■ To do ■
Your task is to copy every line of the entries that holds the word "derive".

[Collected data entries]
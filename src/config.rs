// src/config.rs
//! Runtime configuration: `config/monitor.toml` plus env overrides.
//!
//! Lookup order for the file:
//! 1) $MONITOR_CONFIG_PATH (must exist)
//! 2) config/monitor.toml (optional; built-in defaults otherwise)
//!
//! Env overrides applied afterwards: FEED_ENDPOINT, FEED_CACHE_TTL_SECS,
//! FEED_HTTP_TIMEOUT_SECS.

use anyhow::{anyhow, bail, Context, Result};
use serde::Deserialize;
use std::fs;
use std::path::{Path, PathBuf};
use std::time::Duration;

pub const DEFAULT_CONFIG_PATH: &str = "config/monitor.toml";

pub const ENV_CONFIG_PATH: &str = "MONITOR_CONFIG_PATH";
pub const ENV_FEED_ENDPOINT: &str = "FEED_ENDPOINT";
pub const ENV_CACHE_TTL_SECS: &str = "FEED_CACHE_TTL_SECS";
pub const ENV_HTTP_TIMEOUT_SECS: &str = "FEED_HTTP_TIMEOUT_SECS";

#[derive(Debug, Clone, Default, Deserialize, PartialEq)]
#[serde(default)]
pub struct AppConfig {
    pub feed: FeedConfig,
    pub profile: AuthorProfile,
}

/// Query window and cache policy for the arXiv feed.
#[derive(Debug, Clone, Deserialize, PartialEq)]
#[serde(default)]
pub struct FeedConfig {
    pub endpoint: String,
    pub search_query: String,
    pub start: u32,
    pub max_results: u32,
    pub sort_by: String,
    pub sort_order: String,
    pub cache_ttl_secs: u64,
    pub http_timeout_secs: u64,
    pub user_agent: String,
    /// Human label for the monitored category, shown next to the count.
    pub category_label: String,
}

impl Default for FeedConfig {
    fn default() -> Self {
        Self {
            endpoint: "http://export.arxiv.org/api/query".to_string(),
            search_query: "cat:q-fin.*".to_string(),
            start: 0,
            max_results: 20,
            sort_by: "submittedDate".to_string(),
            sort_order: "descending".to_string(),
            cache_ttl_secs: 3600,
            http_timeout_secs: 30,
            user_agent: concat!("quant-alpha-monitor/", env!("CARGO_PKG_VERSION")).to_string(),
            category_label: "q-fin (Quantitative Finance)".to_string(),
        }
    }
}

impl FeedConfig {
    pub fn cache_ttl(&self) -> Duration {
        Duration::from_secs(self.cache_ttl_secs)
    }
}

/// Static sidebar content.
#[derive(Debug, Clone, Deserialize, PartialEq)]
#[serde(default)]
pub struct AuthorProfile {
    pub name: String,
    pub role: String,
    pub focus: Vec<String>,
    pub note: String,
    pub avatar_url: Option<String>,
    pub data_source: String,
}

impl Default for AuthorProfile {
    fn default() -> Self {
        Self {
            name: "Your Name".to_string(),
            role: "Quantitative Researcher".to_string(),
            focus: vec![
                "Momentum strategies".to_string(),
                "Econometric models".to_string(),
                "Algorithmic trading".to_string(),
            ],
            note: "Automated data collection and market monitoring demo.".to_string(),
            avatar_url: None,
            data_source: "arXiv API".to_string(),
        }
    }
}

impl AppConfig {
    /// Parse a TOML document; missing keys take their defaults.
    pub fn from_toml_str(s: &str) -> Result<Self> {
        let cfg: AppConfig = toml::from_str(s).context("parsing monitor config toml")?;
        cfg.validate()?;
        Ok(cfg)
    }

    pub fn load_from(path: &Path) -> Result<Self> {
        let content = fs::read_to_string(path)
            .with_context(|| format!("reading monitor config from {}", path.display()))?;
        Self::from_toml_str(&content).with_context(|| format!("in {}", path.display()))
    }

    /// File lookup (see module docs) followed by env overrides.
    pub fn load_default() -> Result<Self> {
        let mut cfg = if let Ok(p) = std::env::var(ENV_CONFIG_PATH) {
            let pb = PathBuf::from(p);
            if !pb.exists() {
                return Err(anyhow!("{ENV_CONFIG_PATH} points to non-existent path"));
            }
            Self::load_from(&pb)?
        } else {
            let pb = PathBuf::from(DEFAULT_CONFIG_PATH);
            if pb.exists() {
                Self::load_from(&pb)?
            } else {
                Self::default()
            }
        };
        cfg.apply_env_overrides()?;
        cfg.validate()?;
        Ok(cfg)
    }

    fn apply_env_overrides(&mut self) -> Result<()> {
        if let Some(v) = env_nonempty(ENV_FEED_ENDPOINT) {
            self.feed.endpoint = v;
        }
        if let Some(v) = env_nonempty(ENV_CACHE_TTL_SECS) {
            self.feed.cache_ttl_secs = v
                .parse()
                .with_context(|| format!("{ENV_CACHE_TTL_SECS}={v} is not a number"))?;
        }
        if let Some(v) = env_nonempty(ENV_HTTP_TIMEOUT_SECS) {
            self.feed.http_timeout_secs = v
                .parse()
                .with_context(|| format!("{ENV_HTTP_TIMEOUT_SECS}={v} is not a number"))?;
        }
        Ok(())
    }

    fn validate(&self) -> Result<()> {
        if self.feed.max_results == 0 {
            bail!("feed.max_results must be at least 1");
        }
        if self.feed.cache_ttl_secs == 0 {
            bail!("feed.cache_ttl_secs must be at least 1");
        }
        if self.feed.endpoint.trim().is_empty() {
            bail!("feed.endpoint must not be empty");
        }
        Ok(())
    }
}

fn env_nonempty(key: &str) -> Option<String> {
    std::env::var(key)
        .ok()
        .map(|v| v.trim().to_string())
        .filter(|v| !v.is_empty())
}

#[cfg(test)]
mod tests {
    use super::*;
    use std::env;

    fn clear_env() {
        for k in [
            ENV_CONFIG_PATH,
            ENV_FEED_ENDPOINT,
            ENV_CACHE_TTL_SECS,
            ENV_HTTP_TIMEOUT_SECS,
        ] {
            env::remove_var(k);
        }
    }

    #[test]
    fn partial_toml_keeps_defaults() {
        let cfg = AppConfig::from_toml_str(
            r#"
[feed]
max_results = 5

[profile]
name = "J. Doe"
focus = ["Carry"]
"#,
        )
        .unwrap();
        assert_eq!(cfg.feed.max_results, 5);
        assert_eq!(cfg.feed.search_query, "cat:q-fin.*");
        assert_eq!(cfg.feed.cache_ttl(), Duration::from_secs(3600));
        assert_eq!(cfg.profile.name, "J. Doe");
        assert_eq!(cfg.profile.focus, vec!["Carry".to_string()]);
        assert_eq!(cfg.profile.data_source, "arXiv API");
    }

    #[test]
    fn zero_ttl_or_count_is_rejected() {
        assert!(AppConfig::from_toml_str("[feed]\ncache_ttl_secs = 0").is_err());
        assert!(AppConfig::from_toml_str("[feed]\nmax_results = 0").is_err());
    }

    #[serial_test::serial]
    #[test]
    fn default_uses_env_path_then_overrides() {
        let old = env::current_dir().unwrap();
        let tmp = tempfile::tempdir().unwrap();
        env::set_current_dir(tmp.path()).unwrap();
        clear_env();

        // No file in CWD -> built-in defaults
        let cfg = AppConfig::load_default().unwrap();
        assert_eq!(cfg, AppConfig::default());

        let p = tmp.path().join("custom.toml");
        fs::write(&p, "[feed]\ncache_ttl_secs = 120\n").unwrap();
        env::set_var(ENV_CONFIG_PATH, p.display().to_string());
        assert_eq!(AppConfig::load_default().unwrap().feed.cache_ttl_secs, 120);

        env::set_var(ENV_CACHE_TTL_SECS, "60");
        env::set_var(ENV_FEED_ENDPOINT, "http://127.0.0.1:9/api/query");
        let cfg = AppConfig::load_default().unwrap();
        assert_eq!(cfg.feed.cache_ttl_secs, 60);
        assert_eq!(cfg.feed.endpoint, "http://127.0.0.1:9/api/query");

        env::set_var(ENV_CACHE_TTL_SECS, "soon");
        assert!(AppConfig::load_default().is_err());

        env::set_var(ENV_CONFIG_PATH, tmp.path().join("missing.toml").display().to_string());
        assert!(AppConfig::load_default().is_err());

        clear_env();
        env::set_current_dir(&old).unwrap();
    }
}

--

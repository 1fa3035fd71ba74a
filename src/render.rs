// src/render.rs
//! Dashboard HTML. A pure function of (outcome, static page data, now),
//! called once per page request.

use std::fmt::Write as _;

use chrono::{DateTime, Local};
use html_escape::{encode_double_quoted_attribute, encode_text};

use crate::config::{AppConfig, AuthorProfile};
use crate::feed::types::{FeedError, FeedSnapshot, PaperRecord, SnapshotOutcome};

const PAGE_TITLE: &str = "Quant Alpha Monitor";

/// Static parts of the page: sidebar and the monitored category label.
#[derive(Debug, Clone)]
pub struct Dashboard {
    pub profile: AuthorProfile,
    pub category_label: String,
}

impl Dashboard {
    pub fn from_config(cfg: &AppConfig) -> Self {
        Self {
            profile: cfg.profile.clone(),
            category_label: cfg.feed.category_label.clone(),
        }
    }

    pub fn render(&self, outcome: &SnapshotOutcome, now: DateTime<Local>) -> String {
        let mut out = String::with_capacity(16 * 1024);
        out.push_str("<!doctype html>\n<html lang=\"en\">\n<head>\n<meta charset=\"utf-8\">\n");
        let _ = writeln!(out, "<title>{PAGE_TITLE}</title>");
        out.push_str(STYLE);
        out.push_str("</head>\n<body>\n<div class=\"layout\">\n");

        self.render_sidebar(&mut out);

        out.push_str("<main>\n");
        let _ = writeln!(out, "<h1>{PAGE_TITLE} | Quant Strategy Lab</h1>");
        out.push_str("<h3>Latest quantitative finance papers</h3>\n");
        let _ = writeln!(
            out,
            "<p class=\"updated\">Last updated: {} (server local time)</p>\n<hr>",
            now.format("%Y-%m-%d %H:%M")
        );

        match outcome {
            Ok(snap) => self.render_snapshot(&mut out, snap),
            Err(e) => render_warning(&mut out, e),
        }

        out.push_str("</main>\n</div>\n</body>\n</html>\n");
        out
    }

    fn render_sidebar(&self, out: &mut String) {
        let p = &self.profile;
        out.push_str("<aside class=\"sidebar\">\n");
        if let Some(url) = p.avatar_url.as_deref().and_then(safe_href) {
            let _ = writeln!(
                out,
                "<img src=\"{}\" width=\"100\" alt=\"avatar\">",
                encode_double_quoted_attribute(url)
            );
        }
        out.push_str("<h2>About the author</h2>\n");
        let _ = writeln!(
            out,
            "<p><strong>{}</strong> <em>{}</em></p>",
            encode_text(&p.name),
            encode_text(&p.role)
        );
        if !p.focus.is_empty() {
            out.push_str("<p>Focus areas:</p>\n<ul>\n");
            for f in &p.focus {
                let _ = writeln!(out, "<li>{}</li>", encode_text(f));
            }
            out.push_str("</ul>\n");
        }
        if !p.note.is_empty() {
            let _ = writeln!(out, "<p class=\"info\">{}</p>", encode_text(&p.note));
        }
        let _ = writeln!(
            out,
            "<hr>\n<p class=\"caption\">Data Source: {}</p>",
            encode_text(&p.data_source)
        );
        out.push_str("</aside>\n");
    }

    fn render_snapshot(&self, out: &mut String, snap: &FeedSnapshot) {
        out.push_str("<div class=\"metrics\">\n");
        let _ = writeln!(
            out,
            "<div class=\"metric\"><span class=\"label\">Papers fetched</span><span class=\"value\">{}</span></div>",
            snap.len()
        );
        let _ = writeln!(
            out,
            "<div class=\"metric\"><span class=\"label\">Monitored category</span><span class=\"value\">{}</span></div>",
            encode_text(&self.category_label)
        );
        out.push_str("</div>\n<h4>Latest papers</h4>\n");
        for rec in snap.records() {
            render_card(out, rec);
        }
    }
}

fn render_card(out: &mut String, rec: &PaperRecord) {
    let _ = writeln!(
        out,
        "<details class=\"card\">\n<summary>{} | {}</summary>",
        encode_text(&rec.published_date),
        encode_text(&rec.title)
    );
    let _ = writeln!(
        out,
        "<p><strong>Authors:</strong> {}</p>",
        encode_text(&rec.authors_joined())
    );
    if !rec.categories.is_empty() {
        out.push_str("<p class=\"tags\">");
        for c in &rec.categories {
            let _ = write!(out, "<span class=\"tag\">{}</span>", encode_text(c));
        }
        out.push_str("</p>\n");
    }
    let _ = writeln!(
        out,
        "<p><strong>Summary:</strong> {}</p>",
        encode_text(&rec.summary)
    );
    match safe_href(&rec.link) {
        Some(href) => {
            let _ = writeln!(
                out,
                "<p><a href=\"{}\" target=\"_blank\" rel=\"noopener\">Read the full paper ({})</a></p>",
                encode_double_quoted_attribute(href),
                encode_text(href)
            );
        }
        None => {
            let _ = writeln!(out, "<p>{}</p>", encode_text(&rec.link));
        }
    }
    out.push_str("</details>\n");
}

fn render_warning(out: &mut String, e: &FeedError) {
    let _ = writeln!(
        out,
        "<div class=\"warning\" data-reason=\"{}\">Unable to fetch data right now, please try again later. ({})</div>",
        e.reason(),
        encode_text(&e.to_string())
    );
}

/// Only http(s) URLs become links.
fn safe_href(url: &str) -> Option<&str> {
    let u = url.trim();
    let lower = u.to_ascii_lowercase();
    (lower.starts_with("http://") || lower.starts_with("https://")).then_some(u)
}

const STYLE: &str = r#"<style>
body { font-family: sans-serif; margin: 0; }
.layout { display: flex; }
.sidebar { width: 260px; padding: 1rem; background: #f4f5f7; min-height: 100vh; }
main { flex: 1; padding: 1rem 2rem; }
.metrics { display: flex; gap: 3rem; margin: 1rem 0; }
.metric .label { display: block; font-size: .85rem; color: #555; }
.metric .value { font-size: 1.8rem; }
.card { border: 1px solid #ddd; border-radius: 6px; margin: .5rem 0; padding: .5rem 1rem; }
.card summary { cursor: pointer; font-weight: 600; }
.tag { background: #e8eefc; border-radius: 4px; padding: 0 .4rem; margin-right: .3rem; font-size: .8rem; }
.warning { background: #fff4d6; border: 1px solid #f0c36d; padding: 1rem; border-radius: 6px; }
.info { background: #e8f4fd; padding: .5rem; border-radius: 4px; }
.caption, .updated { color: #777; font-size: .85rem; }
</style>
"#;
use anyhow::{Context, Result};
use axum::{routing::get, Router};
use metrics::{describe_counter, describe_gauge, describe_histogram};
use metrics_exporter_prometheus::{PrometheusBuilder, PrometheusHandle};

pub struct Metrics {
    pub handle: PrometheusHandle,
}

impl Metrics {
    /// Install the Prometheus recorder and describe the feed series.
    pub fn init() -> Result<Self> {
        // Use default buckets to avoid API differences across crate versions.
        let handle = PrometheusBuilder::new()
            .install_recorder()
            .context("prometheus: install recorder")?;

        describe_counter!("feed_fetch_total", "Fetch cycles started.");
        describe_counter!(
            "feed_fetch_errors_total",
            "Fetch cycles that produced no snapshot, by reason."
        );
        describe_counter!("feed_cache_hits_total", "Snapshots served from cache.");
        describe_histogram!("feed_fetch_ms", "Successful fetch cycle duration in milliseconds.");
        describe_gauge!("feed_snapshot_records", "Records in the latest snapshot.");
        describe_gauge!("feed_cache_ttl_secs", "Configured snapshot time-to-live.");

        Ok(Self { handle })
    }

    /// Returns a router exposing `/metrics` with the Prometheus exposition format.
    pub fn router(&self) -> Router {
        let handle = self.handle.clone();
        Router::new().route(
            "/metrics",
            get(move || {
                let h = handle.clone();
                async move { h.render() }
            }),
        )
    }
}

■ Result for this task ■
#[derive(Debug, Clone, Default, Deserialize, PartialEq)]
#[derive(Debug, Clone, Deserialize, PartialEq)]
#[derive(Debug, Clone, Deserialize, PartialEq)]
#[derive(Debug, Clone)]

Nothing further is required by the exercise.